作れます。コードを書いたりエンジンの知識がなくても、動くゲームを完成させることができます。作りたいものを普通の言葉で説明すれば、AIがプロジェクトを組み上げます。必要なのはデザインの判断力です。何が面白いかを見極め、違和感に気づき、正しい改善を求める力です。それはこのガイドで解説するプレイテストを通じて身につきます。

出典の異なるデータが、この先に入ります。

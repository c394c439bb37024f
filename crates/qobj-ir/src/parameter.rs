//! Symbolic parameter expressions.
//!
//! Gate angles and pulse template values are written as small expression
//! trees. Assembly only ever needs a concrete `f64`, so every expression must
//! be fully bound by the time it is lowered.

use serde::{Deserialize, Serialize};
use std::collections::BTreeSet;
use std::f64::consts::PI;
use std::fmt;

use crate::error::{IrError, IrResult};

/// A symbolic or concrete parameter expression.
#[derive(Debug, Clone, PartialEq, Serialize, Deserialize)]
pub enum ParameterExpression {
    /// A constant numeric value.
    Constant(f64),
    /// A named free symbol.
    Symbol(String),
    /// The constant π.
    Pi,
    /// Negation.
    Neg(Box<ParameterExpression>),
    /// Addition.
    Add(Box<ParameterExpression>, Box<ParameterExpression>),
    /// Subtraction.
    Sub(Box<ParameterExpression>, Box<ParameterExpression>),
    /// Multiplication.
    Mul(Box<ParameterExpression>, Box<ParameterExpression>),
    /// Division.
    Div(Box<ParameterExpression>, Box<ParameterExpression>),
}

impl ParameterExpression {
    /// Create a constant parameter.
    pub fn constant(value: f64) -> Self {
        ParameterExpression::Constant(value)
    }

    /// Create a symbolic parameter.
    pub fn symbol(name: impl Into<String>) -> Self {
        ParameterExpression::Symbol(name.into())
    }

    /// Create a π constant.
    pub fn pi() -> Self {
        ParameterExpression::Pi
    }

    /// Check if this expression contains any symbols.
    pub fn is_symbolic(&self) -> bool {
        match self {
            ParameterExpression::Symbol(_) => true,
            ParameterExpression::Constant(_) | ParameterExpression::Pi => false,
            ParameterExpression::Neg(e) => e.is_symbolic(),
            ParameterExpression::Add(a, b)
            | ParameterExpression::Sub(a, b)
            | ParameterExpression::Mul(a, b)
            | ParameterExpression::Div(a, b) => a.is_symbolic() || b.is_symbolic(),
        }
    }

    /// Try to evaluate as a concrete f64 value.
    pub fn as_f64(&self) -> Option<f64> {
        self.evaluate().ok()
    }

    /// Evaluate to a concrete number.
    ///
    /// Fails with [`IrError::UnboundParameter`] naming the first free symbol,
    /// or [`IrError::NonFiniteParameter`] when the arithmetic leaves the reals
    /// (division by zero and the like).
    pub fn evaluate(&self) -> IrResult<f64> {
        let value = match self {
            ParameterExpression::Constant(v) => *v,
            ParameterExpression::Symbol(name) => {
                return Err(IrError::UnboundParameter(name.clone()));
            }
            ParameterExpression::Pi => PI,
            ParameterExpression::Neg(e) => -e.evaluate()?,
            ParameterExpression::Add(a, b) => a.evaluate()? + b.evaluate()?,
            ParameterExpression::Sub(a, b) => a.evaluate()? - b.evaluate()?,
            ParameterExpression::Mul(a, b) => a.evaluate()? * b.evaluate()?,
            ParameterExpression::Div(a, b) => a.evaluate()? / b.evaluate()?,
        };
        if value.is_finite() {
            Ok(value)
        } else {
            Err(IrError::NonFiniteParameter(self.to_string()))
        }
    }

    /// All symbol names in this expression, sorted.
    pub fn symbols(&self) -> BTreeSet<String> {
        let mut set = BTreeSet::new();
        self.collect_symbols(&mut set);
        set
    }

    fn collect_symbols(&self, set: &mut BTreeSet<String>) {
        match self {
            ParameterExpression::Constant(_) | ParameterExpression::Pi => {}
            ParameterExpression::Symbol(name) => {
                set.insert(name.clone());
            }
            ParameterExpression::Neg(e) => e.collect_symbols(set),
            ParameterExpression::Add(a, b)
            | ParameterExpression::Sub(a, b)
            | ParameterExpression::Mul(a, b)
            | ParameterExpression::Div(a, b) => {
                a.collect_symbols(set);
                b.collect_symbols(set);
            }
        }
    }

    /// Bind a symbol to a value, returning a new expression.
    pub fn bind(&self, name: &str, value: f64) -> Self {
        self.substitute(&|symbol: &str| (symbol == name).then_some(value))
    }

    /// Bind every symbol the lookup knows about, leaving the rest free.
    pub fn bind_with(&self, lookup: impl Fn(&str) -> Option<f64>) -> Self {
        self.substitute(&lookup)
    }

    fn substitute(&self, lookup: &dyn Fn(&str) -> Option<f64>) -> Self {
        use ParameterExpression as P;

        let pair = |a: &P, b: &P| (Box::new(a.substitute(lookup)), Box::new(b.substitute(lookup)));
        match self {
            P::Symbol(name) => lookup(name).map_or_else(|| self.clone(), P::Constant),
            P::Constant(_) | P::Pi => self.clone(),
            P::Neg(e) => P::Neg(Box::new(e.substitute(lookup))),
            P::Add(a, b) => {
                let (a, b) = pair(a, b);
                P::Add(a, b)
            }
            P::Sub(a, b) => {
                let (a, b) = pair(a, b);
                P::Sub(a, b)
            }
            P::Mul(a, b) => {
                let (a, b) = pair(a, b);
                P::Mul(a, b)
            }
            P::Div(a, b) => {
                let (a, b) = pair(a, b);
                P::Div(a, b)
            }
        }
    }
}

impl fmt::Display for ParameterExpression {
    fn fmt(&self, f: &mut fmt::Formatter<'_>) -> fmt::Result {
        match self {
            ParameterExpression::Constant(v) => write!(f, "{v}"),
            ParameterExpression::Symbol(name) => write!(f, "{name}"),
            ParameterExpression::Pi => write!(f, "pi"),
            ParameterExpression::Neg(e) => write!(f, "-({e})"),
            ParameterExpression::Add(a, b) => write!(f, "({a} + {b})"),
            ParameterExpression::Sub(a, b) => write!(f, "({a} - {b})"),
            ParameterExpression::Mul(a, b) => write!(f, "({a} * {b})"),
            ParameterExpression::Div(a, b) => write!(f, "({a} / {b})"),
        }
    }
}

impl From<f64> for ParameterExpression {
    fn from(value: f64) -> Self {
        ParameterExpression::Constant(value)
    }
}

impl From<i32> for ParameterExpression {
    fn from(value: i32) -> Self {
        ParameterExpression::Constant(f64::from(value))
    }
}

impl From<&str> for ParameterExpression {
    fn from(name: &str) -> Self {
        ParameterExpression::Symbol(name.to_string())
    }
}

impl std::ops::Add for ParameterExpression {
    type Output = Self;

    fn add(self, rhs: Self) -> Self::Output {
        ParameterExpression::Add(Box::new(self), Box::new(rhs))
    }
}

impl std::ops::Sub for ParameterExpression {
    type Output = Self;

    fn sub(self, rhs: Self) -> Self::Output {
        ParameterExpression::Sub(Box::new(self), Box::new(rhs))
    }
}

impl std::ops::Mul for ParameterExpression {
    type Output = Self;

    fn mul(self, rhs: Self) -> Self::Output {
        ParameterExpression::Mul(Box::new(self), Box::new(rhs))
    }
}

impl std::ops::Div for ParameterExpression {
    type Output = Self;

    fn div(self, rhs: Self) -> Self::Output {
        ParameterExpression::Div(Box::new(self), Box::new(rhs))
    }
}

impl std::ops::Neg for ParameterExpression {
    type Output = Self;

    fn neg(self) -> Self::Output {
        ParameterExpression::Neg(Box::new(self))
    }
}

AIを使って2Dゲームを作るのにどのくらい時間がかかりますか?

テンプレートといくつかのプロンプトがあれば、最初のプレイアブル版は15〜60分で完成します。公開できる小さなゲームに仕上げるには週末から数週間かかりますが、その時間のほとんどはシステムの構築ではなくプレイテスト・アート・仕上げに使います。AIが省いてくれるのは面倒な初期設定であって、デザインの作業ではありません。

AIで2Dゲームを作るのは無料ですか?

Summer Engineであれば無料です。無料枠でビルド、エディター、Steam・モバイル・Webへの書き出しが使えます。ウォーターマークも収益分配もありません。大規模なプロジェクトでより多くのAI使用量が必要になった場合のみ、課金が発生します。ブラウザベースのAIツールも無料枠を提供していますが、ゲームがそのサイト上でしか動かない制約があります。

コーディングを学ぶ必要はありますか?

小さな2Dゲームを公開するだけなら必要ありません。スクリプトはAIが書きます。ただし、ノード・シーン・変数の仕組みを少し理解していると作業速度が大幅に上がります。AIが書いたコードを読んでエディターで数値を一つ調整したり、バグを正確に説明できるようになるからです。Summerは Godot 4 と互換性のある標準的なプロジェクトを生成するので、学んだことはすべてそのまま活かせます。

最初に作る2Dゲームはどんなものがいいですか?

見下ろし型アドベンチャーか、1画面完結のアーケードゲームがおすすめです。どちらも小さくて明確なコアループを持ち、プラットフォーマーのように精密な物理チューニングを必要としません。最初のプロジェクトでは、オンラインマルチプレイヤー・複雑なプロシージャル生成・長大なストーリーは避けましょう。一つのメカニクスを選んで、それを気持ちよく動くように仕上げることに集中してください。